# What Kills Amano Shrimp?



## ghostsword

@ghostsword - what is deadly for amano shrimp? 

I have a high tech tank, lots of co2, few fish, planted and ferts.

50% water changes a week with half RO. 

Dropped 10 amano on the tank, 15 minute acclimatization, all dead or dying within 2 hours. 

Stopped CO2 and raised spray-bar, see two or three moving but not much hope.

I do not do water tests, so don't know about nitrites, etc.

What should I do to turn this around? 


___________________________
Luis 
@ghostsword


----------



## Ian Holdich

large water change to remove saturated water.


----------



## Ady34

ghostsword said:
			
		

> lots of co2,
> Dropped 10 amano on the tank, 15 minute acclimatization, all dead or dying within 2 hours.


Id say that was their downfall, i dont think 15 min acclimatisation is long enough for anything, let alone with c02 running. Shrimp are also more sensitive to water chemistry changes and need ideally drip acclimating for several hours. Personally i also either only add new inhabitants pre c02, or leave the c02 off until they are settled.
I dont hold out much hope for them even with huge water changes, but its your best option.
Ady.


----------



## ghostsword

Thanks guys.. Hours drip acclimatizing? Damm.. No wonder they go belly up.

Ok, so to get some amanos into a established scape is no co2 for a day or two then drip aclimatising. How do I do the drip? 

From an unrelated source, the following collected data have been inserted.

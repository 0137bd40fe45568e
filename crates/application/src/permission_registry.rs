use std::collections::{BTreeMap, BTreeSet};

use custodia_core::{AppError, AppResult};
use custodia_domain::{ModelType, Permission, PermissionId, PermissionNamespace, RelationPath};

mod builder;


pub use builder::ModelPermissionRegistryBuilder;

/// Immutable catalogue of permissions, per-model permission sets and
/// inheritance paths.
///
/// Populated once through [`ModelPermissionRegistryBuilder`] before traffic is
/// accepted and shared read-only afterwards.
#[derive(Debug, Clone, Default)]
pub struct ModelPermissionRegistry {
    namespaces: BTreeMap<String, PermissionNamespace>,
    permissions: BTreeMap<PermissionId, Permission>,
    model_permissions: BTreeMap<ModelType, BTreeSet<PermissionId>>,
    inheritances: BTreeMap<ModelType, Vec<RelationPath>>,
    proxies: BTreeMap<ModelType, ModelType>,
}

impl ModelPermissionRegistry {
    /// Starts a new registry builder.
    #[must_use]
    pub fn builder() -> ModelPermissionRegistryBuilder {
        ModelPermissionRegistryBuilder::new()
    }

    /// Returns the permissions registered for a model type.
    ///
    /// Unknown model types yield an empty set.
    #[must_use]
    pub fn get_for_class(&self, model: &ModelType) -> BTreeSet<PermissionId> {
        self.model_permissions
            .get(self.resolve_proxy(model))
            .cloned()
            .unwrap_or_default()
    }

    /// Returns whether the permission is meaningful for objects of the type.
    #[must_use]
    pub fn is_applicable(&self, model: &ModelType, permission: &PermissionId) -> bool {
        self.model_permissions
            .get(self.resolve_proxy(model))
            .is_some_and(|permissions| permissions.contains(permission))
    }

    /// Returns the inheritance paths declared for a model type.
    ///
    /// A registered type without inheritance yields an empty slice; a type the
    /// registry never saw is reported as [`AppError::UnknownModel`].
    pub fn get_inheritances(&self, model: &ModelType) -> AppResult<&[RelationPath]> {
        let model = self.resolve_proxy(model);
        if let Some(paths) = self.inheritances.get(model) {
            return Ok(paths.as_slice());
        }

        if self.model_permissions.contains_key(model) {
            return Ok(&[]);
        }

        Err(AppError::UnknownModel(model.to_string()))
    }

    /// Returns whether the model type was declared through any registration.
    #[must_use]
    pub fn is_registered(&self, model: &ModelType) -> bool {
        let model = self.resolve_proxy(model);
        self.model_permissions.contains_key(model) || self.inheritances.contains_key(model)
    }

    /// Lists every model type known to the registry, proxies included.
    #[must_use]
    pub fn get_classes(&self) -> BTreeSet<ModelType> {
        self.model_permissions
            .keys()
            .chain(self.inheritances.keys())
            .chain(self.proxies.keys())
            .cloned()
            .collect()
    }

    /// Finds a declared permission.
    #[must_use]
    pub fn permission(&self, id: &PermissionId) -> Option<&Permission> {
        self.permissions.get(id)
    }

    /// Returns the declared permission or a validation error.
    pub fn validate_permission(&self, id: &PermissionId) -> AppResult<&Permission> {
        self.permissions
            .get(id)
            .ok_or_else(|| AppError::Validation(format!("unknown permission '{id}'")))
    }

    /// Iterates over every declared permission ordered by identifier.
    pub fn all_permissions(&self) -> impl Iterator<Item = &Permission> {
        self.permissions.values()
    }

    /// Iterates over every declared namespace ordered by name.
    pub fn namespaces(&self) -> impl Iterator<Item = &PermissionNamespace> {
        self.namespaces.values()
    }

    /// Iterates over the permissions declared inside one namespace.
    pub fn permissions_in_namespace<'a>(
        &'a self,
        namespace: &'a str,
    ) -> impl Iterator<Item = &'a Permission> + 'a {
        self.permissions
            .values()
            .filter(move |permission| permission.id().namespace() == namespace)
    }

    fn resolve_proxy<'a>(&'a self, model: &'a ModelType) -> &'a ModelType {
        self.proxies.get(model).unwrap_or(model)
    }
}
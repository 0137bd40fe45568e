use custodia_core::AppError;
use sqlx::PgPool;
use sqlx::postgres::PgPoolOptions;

pub async fn connect_and_migrate(database_url: &str) -> Result<PgPool, AppError> {
    let pool = PgPoolOptions::new()
        .max_connections(10)
        .connect(database_url)
        .await
        .map_err(|error| AppError::Internal(format!("failed to connect to database: {error}")))?;

    sqlx::migrate!("../../crates/infrastructure/migrations")
        .run(&pool)
        .await
        .map_err(|error| AppError::Internal(format!("failed to run migrations: {error}")))?;

    Ok(pool)
}
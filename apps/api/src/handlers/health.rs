use axum::Json;

use crate::dto::HealthResponse;

pub async fn health_handler() -> Json<HealthResponse> {
    Json(HealthResponse { status: "ok" })
}
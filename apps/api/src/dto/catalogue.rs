use serde::Serialize;

/// API representation of a declared permission.
#[derive(Debug, Serialize)]
pub struct PermissionResponse {
    pub permission: String,
    pub namespace: String,
    pub label: String,
}

/// API representation of an access controlled model.
#[derive(Debug, Serialize)]
pub struct ModelResponse {
    pub model: String,
    pub permissions: Vec<String>,
    pub inherits_through: Vec<String>,
}
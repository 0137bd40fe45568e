use custodia_application::{
    AuditEvent, AuditLogQuery, AuditLogRepository, AuditRepository,
};
use custodia_domain::AuditAction;

use crate::PostgresAuditRepository;
use crate::postgres_test_support::{test_pool, unique};

use super::PostgresAuditLogRepository;

#[tokio::test]
async fn recent_entries_filter_by_subject_and_action() {
    let Some(pool) = test_pool().await else {
        return;
    };

    let writer = PostgresAuditRepository::new(pool.clone());
    let reader = PostgresAuditLogRepository::new(pool);
    let subject = unique("auditor");

    for action in [AuditAction::AclCreated, AuditAction::AclDeleted] {
        let appended = writer
            .append_event(AuditEvent {
                subject: subject.clone(),
                action,
                resource_type: "access_control_list".to_owned(),
                resource_id: unique("acl"),
                detail: None,
            })
            .await;
        assert!(appended.is_ok());
    }

    let all = reader
        .list_recent_entries(AuditLogQuery {
            limit: 10,
            offset: 0,
            action: None,
            subject: Some(subject.clone()),
        })
        .await
        .unwrap_or_else(|_| unreachable!());
    assert_eq!(all.len(), 2);
    assert!(all.iter().all(|entry| entry.created_at.ends_with('Z')));

    let deleted = reader
        .list_recent_entries(AuditLogQuery {
            limit: 10,
            offset: 0,
            action: Some(AuditAction::AclDeleted),
            subject: Some(subject),
        })
        .await
        .unwrap_or_else(|_| unreachable!());
    assert_eq!(deleted.len(), 1);
    assert_eq!(deleted[0].action, "acls.acl_deleted");
}
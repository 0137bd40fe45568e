use custodia_application::AuditLogEntry;
use custodia_domain::Role;
use serde::{Deserialize, Serialize};

/// Incoming payload for role creation.
#[derive(Debug, Deserialize)]
pub struct CreateRoleRequest {
    pub label: String,
}

/// Incoming payload for granting a global permission to a role.
#[derive(Debug, Deserialize)]
pub struct RolePermissionRequest {
    pub permission: String,
}

/// Incoming payload for linking a group to a role.
#[derive(Debug, Deserialize)]
pub struct RoleGroupRequest {
    pub group: String,
}

/// Incoming payload for group membership changes.
#[derive(Debug, Deserialize)]
pub struct GroupMemberRequest {
    pub subject: String,
}

/// API representation of a role.
#[derive(Debug, Serialize)]
pub struct RoleResponse {
    pub role_id: String,
    pub label: String,
    pub permissions: Vec<String>,
    pub groups: Vec<String>,
}

/// API representation of an audit log entry.
#[derive(Debug, Serialize)]
pub struct AuditLogEntryResponse {
    pub event_id: String,
    pub subject: String,
    pub action: String,
    pub resource_type: String,
    pub resource_id: String,
    pub detail: Option<String>,
    pub created_at: String,
}

impl From<Role> for RoleResponse {
    fn from(value: Role) -> Self {
        Self {
            role_id: value.role_id().to_string(),
            label: value.label().to_owned(),
            permissions: value
                .permissions()
                .iter()
                .map(|permission| permission.storage_value())
                .collect(),
            groups: value.groups().iter().cloned().collect(),
        }
    }
}

impl From<AuditLogEntry> for AuditLogEntryResponse {
    fn from(value: AuditLogEntry) -> Self {
        Self {
            event_id: value.event_id,
            subject: value.subject,
            action: value.action,
            resource_type: value.resource_type,
            resource_id: value.resource_id,
            detail: value.detail,
            created_at: value.created_at,
        }
    }
}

On a bucket and then a drip feed of the tank water?

Sorry for so many questions, but I am bad with this. Plants and fish I am ok, but shrimp is another story.

The two shrimp left are still moving, but like stunned. Will leave the co2 off and the spray bar up to get more o2 into the water.

All help is welcomed. 


___________________________
Luis 
@ghostsword


----------



## BigTom

Are there any other shrimp in the tank? How were they acting before they died? If they were thrashing about in obvious distress then it may be a pesticide problem, worth just ruling that out.


----------



## ghostsword

No other shrimp on the tank. 

Never had use for shrimp, but now with moss ...

They were still, like drunk. Then they turn white, and stay put.

I see they are dead after touching with the tweezers and see that they do not move.

Very sad. 

Got fish and some snails, no issue with those.


___________________________
Luis 
@ghostsword


----------



## Ady34

Def sounds like c02 poisoning, the other inhabitants become slowly used to the c02 levels throughout the injection period, but its too much too quickly when going from low levels to high in 15 mins.
C02 only needs to be off the day of purchase, until the shrimp are in and settled, then it can go back on and as the gas level rises the shrimp will become acclimated to this slowly too...ideally you would leave lights and c02 off for the whole day of introduction, this way the shrimp settle and the plants arnt trying to grow with no fuel.
Drip acclimatising is just as you guessed, into a container with airline feed with ideally an airline valve to adjust flow down to just a drip so that the water chemistry equalises.
It doesnt have to be anything fancy, this is what i cobbled together to get the job done: http://ukaps.org/forum/viewtopic.php?f= ... &start=150
I know this doesnt ease the pain, but may help for future purchases.
Cheerio,
Ady.


----------



## ghostsword

Ady34 said:
			
		

> It doesnt have to be anything fancy, this is what i cobbled together to get the job done: http://ukaps.org/forum/viewtopic.php?f= ... &start=150
> I know this doesnt ease the pain, but may help for future purchases.
> Cheerio,
> Ady.



Thanks mate.. this just shows that I still have lots to learn..  

For the next purchases I will do the drip method, will buy two or three this week and try again. Just need to get a big bucket for them. 

So after a couple of hours dripping just drop them on the tank, right?

With fish usually I keep them 15 to 20 minutes acclimatizing, after coming from quarantine, and just stopping the CO2 and raising the spray bar was enough. Once was on a rush and 10 red phantoms went belly up in 10 minutes, managed to save them, but was odd. 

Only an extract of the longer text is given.